И я в сотый раз проскрипел:
– От бессонницы полинялый…
Лицо и маска
В Москве, во время юношеского култыханья в литературных болотцах и озерцах, я дважды делил трапезу с потомственными дворянами.
До тех пор я с некоторой брезгливостью относился к генеалогическим фанатикам новой эпохи – казакам, старообрядцам и прочим выходцам из прошлого, фигуряющим в отглаженной спецодежде. Ну, к примеру, свела меня судьба с одним богобоязненным старовером – а он, как выяснилось, успешный и нахрапистый бизнесмен. Он рыскал по архивам, откапывал документы, из которых следовало, что там-то и там-то, в таком-то здании во время оно располагалась домовая церковь, или часовенка, или еще какое учреждение культа. Документики эти по божеской цене передавались местному иерарху православной церкви, получившей, как известно, государственное «добро» на возрождение храмов. На барыш от сделки кладоискатель и сам жил, и приход свой карликовый содержал. Такой вот любитель родной истории.

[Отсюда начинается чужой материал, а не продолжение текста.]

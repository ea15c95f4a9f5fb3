#![no_main]

use std::path::Path;

use libfuzzer_sys::fuzz_target;
use typewriter::config::loader::ConfigLoader;

fuzz_target!(|data: &[u8]| {
    if let Ok(yaml_str) = std::str::from_utf8(data) {
        let loader = ConfigLoader::with_defaults();
        // Only panics matter; every error path is acceptable.
        let _ = loader.load_str(yaml_str, Path::new("fuzz.yaml"));
    }
});
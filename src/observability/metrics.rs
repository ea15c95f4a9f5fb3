//! Metrics collection for `typewriter`.
//!
//! Prometheus-compatible counters and gauges for running engines. The
//! `metrics` macros are no-ops until [`init_metrics`] installs a recorder,
//! so library users that never call it pay nothing.

use std::sync::atomic::{AtomicBool, Ordering};

use metrics::{counter, describe_counter, describe_gauge, gauge};
use metrics_exporter_prometheus::PrometheusBuilder;

use crate::error::TypewriterError;

/// Guard to prevent double-initialization of the metrics recorder.
static METRICS_INITIALIZED: AtomicBool = AtomicBool::new(false);

/// Initializes the global metrics recorder.
///
/// When `port` is `Some`, a Prometheus HTTP listener is started on
/// `127.0.0.1:<port>`. When `None`, the recorder is installed without
/// an HTTP endpoint.
///
/// # Errors
///
/// Returns `TypewriterError::Io` if the recorder or HTTP listener
/// cannot be installed (e.g. port already in use).
pub fn init_metrics(port: Option<u16>) -> Result<(), TypewriterError> {
    if METRICS_INITIALIZED.swap(true, Ordering::SeqCst) {
        tracing::debug!("metrics already initialized, skipping");
        return Ok(());
    }
    port.map_or_else(
        || PrometheusBuilder::new().install_recorder().map(|_| ()),
        |p| {
            PrometheusBuilder::new()
                .with_http_listener(([127, 0, 0, 1], p))
                .install()
        },
    )
    .map_err(|e| TypewriterError::Io(std::io::Error::other(e.to_string())))?;

    describe_metrics();
    Ok(())
}

/// Registers metric descriptions with the global recorder.
fn describe_metrics() {
    describe_counter!("typewriter_ticks_total", "Ticks rendered, per display");
    describe_counter!(
        "typewriter_cycles_total",
        "Phrases fully typed and deleted, per display"
    );
    describe_counter!(
        "typewriter_render_errors_total",
        "Display target render failures, per display"
    );
    describe_gauge!("typewriter_engines_active", "Engines currently running");
}

/// Records one rendered tick.
pub fn record_tick(display: &str) {
    counter!("typewriter_ticks_total", "display" => display.to_owned()).increment(1);
}

/// Records one completed type-delete cycle.
pub fn record_cycle(display: &str) {
    counter!("typewriter_cycles_total", "display" => display.to_owned()).increment(1);
}

/// Records a failed render.
pub fn record_render_error(display: &str) {
    counter!("typewriter_render_errors_total", "display" => display.to_owned()).increment(1);
}

/// Marks an engine as running.
pub fn engine_started() {
    gauge!("typewriter_engines_active").increment(1.0);
}

/// Marks an engine as stopped.
pub fn engine_stopped() {
    gauge!("typewriter_engines_active").decrement(1.0);
}
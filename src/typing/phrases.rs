//! Phrase lists for the typing engine.
//!
//! A [`PhraseList`] is an ordered, non-empty, immutable sequence of phrases.
//! Phrases are usually supplied as a single pipe-delimited attribute
//! (`"Go|Rust"`); when that attribute is absent or yields nothing, the
//! caller-supplied defaults are used instead.

use std::sync::Arc;

/// Separator between phrases in the attribute form.
pub const PHRASE_SEPARATOR: char = '|';

/// Built-in phrase sequence used when no phrases are configured.
pub const DEFAULT_PHRASES: [&str; 4] = [
    "Cybersecurity Solutions",
    "Web Development",
    "Cloud Architecture",
    "AI & Machine Learning",
];

/// Ordered, non-empty list of phrases.
///
/// Cloning is cheap; the phrases are shared.
#[derive(Debug, Clone, PartialEq, Eq)]
pub struct PhraseList {
    phrases: Arc<[Phrase]>,
}

/// One phrase plus its length in characters.
#[derive(Debug, Clone, PartialEq, Eq)]
struct Phrase {
    text: String,
    chars: usize,
}

impl PhraseList {
    /// Builds a phrase list, returning `None` when `phrases` is empty.
    #[must_use]
    pub fn new<I, S>(phrases: I) -> Option<Self>
    where
        I: IntoIterator<Item = S>,
        S: Into<String>,
    {
        let phrases: Vec<Phrase> = phrases
            .into_iter()
            .map(|p| {
                let text = p.into();
                let chars = text.chars().count();
                Phrase { text, chars }
            })
            .collect();

        if phrases.is_empty() {
            None
        } else {
            Some(Self {
                phrases: phrases.into(),
            })
        }
    }

    /// Parses a pipe-delimited attribute value.
    ///
    /// Segments are trimmed and blank segments dropped. Returns `None`
    /// if no phrase survives.
    #[must_use]
    pub fn parse(attribute: &str) -> Option<Self> {
        Self::new(
            attribute
                .split(PHRASE_SEPARATOR)
                .map(str::trim)
                .filter(|s| !s.is_empty()),
        )
    }

    /// Resolves the phrases for one display target.
    ///
    /// Uses the parsed `attribute` when it yields at least one phrase,
    /// otherwise `defaults`. Returns `None` only when both are empty,
    /// in which case the engine must not start.
    #[must_use]
    pub fn resolve(attribute: Option<&str>, defaults: &[&str]) -> Option<Self> {
        attribute
            .and_then(Self::parse)
            .or_else(|| Self::new(defaults.iter().copied()))
    }

    /// The built-in default list.
    #[must_use]
    pub fn defaults() -> Self {
        Self {
            phrases: DEFAULT_PHRASES
                .iter()
                .map(|p| Phrase {
                    text: (*p).to_string(),
                    chars: p.chars().count(),
                })
                .collect(),
        }
    }

    /// Number of phrases (always at least one).
    #[must_use]
    pub fn len(&self) -> usize {
        self.phrases.len()
    }

    /// Always `false`; present for API symmetry with collections.
    #[must_use]
    pub const fn is_empty(&self) -> bool {
        false
    }

    /// Phrase text at `index`, wrapping around the list.
    #[must_use]
    pub fn get(&self, index: usize) -> &str {
        &self.phrases[index % self.phrases.len()].text
    }

    /// Length in characters of the phrase at `index`, wrapping.
    #[must_use]
    pub fn char_len(&self, index: usize) -> usize {
        self.phrases[index % self.phrases.len()].chars
    }

    /// The first `chars` characters of the phrase at `index`.
    ///
    /// Slices on character boundaries so multi-byte phrases never split
    /// a code point.
    #[must_use]
    pub fn prefix(&self, index: usize, chars: usize) -> &str {
        let text = self.get(index);
        text.char_indices()
            .nth(chars)
            .map_or(text, |(byte, _)| &text[..byte])
    }

    /// Iterates over phrase texts in order.
    pub fn iter(&self) -> impl Iterator<Item = &str> {
        self.phrases.iter().map(|p| p.text.as_str())
    }
}
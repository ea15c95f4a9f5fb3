//! Configuration schema types
//!
//! Core configuration types deserialized from `typewriter` YAML files.

use std::path::PathBuf;
use std::str::FromStr;
use std::time::Duration;

use serde::{Deserialize, Serialize};

use crate::display::Decoration;
use crate::typing::{DEFAULT_PHRASES, PhraseList, Timing};

// ============================================================================
// Top-Level Configuration
// ============================================================================

/// Root configuration: a set of display targets, each with its own engine.
#[derive(Debug, Clone, Default, Serialize, Deserialize)]
#[serde(rename_all = "snake_case", deny_unknown_fields)]
pub struct TypewriterConfig {
    /// Fallback phrases for displays without their own. `None` means the
    /// built-in list; an explicit empty list means no fallback at all.
    #[serde(default, skip_serializing_if = "Option::is_none")]
    pub defaults: Option<Vec<String>>,

    /// Timing shared by every display unless overridden.
    #[serde(default)]
    pub timing: TimingConfig,

    /// Display targets, one engine each.
    #[serde(default)]
    pub displays: Vec<DisplayConfig>,
}

impl TypewriterConfig {
    /// Fallback phrases as string slices.
    #[must_use]
    pub fn default_phrases(&self) -> Vec<&str> {
        self.defaults.as_ref().map_or_else(
            || DEFAULT_PHRASES.to_vec(),
            |d| d.iter().map(String::as_str).collect(),
        )
    }

    /// Effective timing for `display`: built-in defaults, then the
    /// top-level section, then the display's own overrides.
    #[must_use]
    pub fn timing_for(&self, display: &DisplayConfig) -> Timing {
        display.timing.apply(self.timing.apply(Timing::default()))
    }

    /// Phrases for `display`, or `None` when its engine must not start.
    #[must_use]
    pub fn phrases_for(&self, display: &DisplayConfig) -> Option<PhraseList> {
        display
            .phrases
            .as_ref()
            .and_then(PhraseSource::to_list)
            .or_else(|| {
                PhraseList::new(
                    self.default_phrases()
                        .into_iter()
                        .map(str::trim)
                        .filter(|p| !p.is_empty()),
                )
            })
    }
}

// ============================================================================
// Display
// ============================================================================

/// One display target and its engine settings.
#[derive(Debug, Clone, Serialize, Deserialize)]
#[serde(rename_all = "snake_case", deny_unknown_fields)]
pub struct DisplayConfig {
    /// Unique display name, used in logs, events and metrics.
    pub name: String,

    /// Phrase source; falls back to the top-level defaults when absent.
    #[serde(default, skip_serializing_if = "Option::is_none")]
    pub phrases: Option<PhraseSource>,

    /// Where the text is rendered.
    #[serde(default)]
    pub output: OutputTarget,

    /// Static text before the animated phrase.
    #[serde(default, skip_serializing_if = "String::is_empty")]
    pub prefix: String,

    /// Cursor glyph after the animated phrase.
    #[serde(default, skip_serializing_if = "String::is_empty")]
    pub cursor: String,

    /// Per-display timing overrides.
    #[serde(default)]
    pub timing: TimingConfig,
}

impl DisplayConfig {
    /// Creates a stdout display with no decoration.
    #[must_use]
    pub fn new(name: impl Into<String>) -> Self {
        Self {
            name: name.into(),
            phrases: None,
            output: OutputTarget::default(),
            prefix: String::new(),
            cursor: String::new(),
            timing: TimingConfig::default(),
        }
    }

    /// Prefix and cursor as a [`Decoration`].
    #[must_use]
    pub fn decoration(&self) -> Decoration {
        Decoration {
            prefix: self.prefix.clone(),
            cursor: self.cursor.clone(),
        }
    }
}

/// Phrases as a pipe-delimited attribute or as a YAML list.
#[derive(Debug, Clone, PartialEq, Eq, Serialize, Deserialize)]
#[serde(untagged)]
pub enum PhraseSource {
    /// `"Go|Rust|Zig"`
    Delimited(String),
    /// `["Go", "Rust", "Zig"]`
    List(Vec<String>),
}

impl PhraseSource {
    /// Parses the source; `None` when it yields no phrase.
    #[must_use]
    pub fn to_list(&self) -> Option<PhraseList> {
        match self {
            Self::Delimited(attr) => PhraseList::parse(attr),
            Self::List(items) => {
                PhraseList::new(items.iter().map(|s| s.trim()).filter(|s| !s.is_empty()))
            }
        }
    }
}

/// Render destination of a display.
///
/// In YAML: `stdout`, `stderr` or `{ file: path }`.
#[derive(Debug, Clone, Default, PartialEq, Eq, Hash, Serialize, Deserialize)]
#[serde(try_from = "RawOutput", into = "RawOutput")]
pub enum OutputTarget {
    /// Rewrite one line on stdout.
    #[default]
    Stdout,
    /// Rewrite one line on stderr.
    Stderr,
    /// Replace the contents of a file.
    File(PathBuf),
}

#[derive(Serialize, Deserialize)]
#[serde(untagged)]
enum RawOutput {
    Named(String),
    File { file: PathBuf },
}

impl TryFrom<RawOutput> for OutputTarget {
    type Error = String;

    fn try_from(raw: RawOutput) -> Result<Self, Self::Error> {
        match raw {
            RawOutput::Named(name) => match name.as_str() {
                "stdout" => Ok(Self::Stdout),
                "stderr" => Ok(Self::Stderr),
                other => Err(format!(
                    "unknown output '{other}', expected stdout, stderr or {{ file: path }}"
                )),
            },
            RawOutput::File { file } => Ok(Self::File(file)),
        }
    }
}

impl From<OutputTarget> for RawOutput {
    fn from(target: OutputTarget) -> Self {
        match target {
            OutputTarget::Stdout => Self::Named("stdout".to_string()),
            OutputTarget::Stderr => Self::Named("stderr".to_string()),
            OutputTarget::File(file) => Self::File { file },
        }
    }
}

impl FromStr for OutputTarget {
    type Err = std::convert::Infallible;

    /// `stdout` or `-`, `stderr`, otherwise a file path.
    fn from_str(s: &str) -> Result<Self, Self::Err> {
        Ok(match s {
            "stdout" | "-" => Self::Stdout,
            "stderr" => Self::Stderr,
            path => Self::File(PathBuf::from(path)),
        })
    }
}

impl std::fmt::Display for OutputTarget {
    fn fmt(&self, f: &mut std::fmt::Formatter<'_>) -> std::fmt::Result {
        match self {
            Self::Stdout => f.write_str("stdout"),
            Self::Stderr => f.write_str("stderr"),
            Self::File(path) => write!(f, "{}", path.display()),
        }
    }
}

// ============================================================================
// Timing
// ============================================================================

/// Optional timing overrides. Durations accept humantime strings
/// (`"150ms"`, `"2s"`) or bare integers in milliseconds.
#[derive(Debug, Clone, Copy, Default, PartialEq, Eq, Serialize, Deserialize)]
#[serde(rename_all = "snake_case", deny_unknown_fields)]
pub struct TimingConfig {
    /// Delay after each typed character.
    #[serde(default, with = "duration_opt", skip_serializing_if = "Option::is_none")]
    pub type_delay: Option<Duration>,

    /// Delay after each deleted character.
    #[serde(default, with = "duration_opt", skip_serializing_if = "Option::is_none")]
    pub delete_delay: Option<Duration>,

    /// Hold time for a fully typed phrase.
    #[serde(default, with = "duration_opt", skip_serializing_if = "Option::is_none")]
    pub hold: Option<Duration>,

    /// Gap before the next phrase.
    #[serde(default, with = "duration_opt", skip_serializing_if = "Option::is_none")]
    pub advance_delay: Option<Duration>,
}

impl TimingConfig {
    /// Overrides the fields of `base` that are set here.
    #[must_use]
    pub fn apply(&self, base: Timing) -> Timing {
        Timing {
            type_delay: self.type_delay.unwrap_or(base.type_delay),
            delete_delay: self.delete_delay.unwrap_or(base.delete_delay),
            hold: self.hold.unwrap_or(base.hold),
            advance_delay: self.advance_delay.unwrap_or(base.advance_delay),
        }
    }
}

/// Serde adapter for `Option<Duration>` as humantime text or milliseconds.
mod duration_opt {
    use std::time::Duration;

    use serde::{Deserialize, Deserializer, Serializer};

    #[derive(Deserialize)]
    #[serde(untagged)]
    enum Raw {
        Millis(u64),
        Text(String),
    }

    #[allow(clippy::ref_option)]
    pub fn serialize<S: Serializer>(value: &Option<Duration>, s: S) -> Result<S::Ok, S::Error> {
        match value {
            Some(d) => s.serialize_str(&humantime::format_duration(*d).to_string()),
            None => s.serialize_none(),
        }
    }

    pub fn deserialize<'de, D: Deserializer<'de>>(d: D) -> Result<Option<Duration>, D::Error> {
        match Option::<Raw>::deserialize(d)? {
            None => Ok(None),
            Some(Raw::Millis(ms)) => Ok(Some(Duration::from_millis(ms))),
            Some(Raw::Text(text)) => humantime::parse_duration(text.trim())
                .map(Some)
                .map_err(|e| serde::de::Error::custom(format!("invalid duration '{text}': {e}"))),
        }
    }
}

Или еще: занесло меня как-то на празднование Пасхи в тесный кружок городских дворян. Взрослые и неглупые, должно быть, люди силились создать атмосферу милого домашнего праздника первой половины девятнадцатого века. Мягки и обходительны, гладкоречивы и сдержанны были участники празднества. Их культурных детей хоть сейчас можно было снимать в кино по мотивам Лермонтова ли, Тургенева ли. Скорее даже, угадывались не дворянские, а помещичьи, аксаковские зажиточные мотивы. Специально приглашенный батюшка напутствовал малых сих молитвами. Зевая от скуки, я досидел-таки до финала: мне хотелось поглядеть, как эти господа погрузятся в свои иномарки и отбудут из России бутафорской в Россию обычную – немытую, сосущую пиво на ходу, плюющуюся прибандиченной речью. Когда дворяне разъезжались с праздника, лица их были трагичны, а у некоторых и голоса дрожали от внутренних бурь.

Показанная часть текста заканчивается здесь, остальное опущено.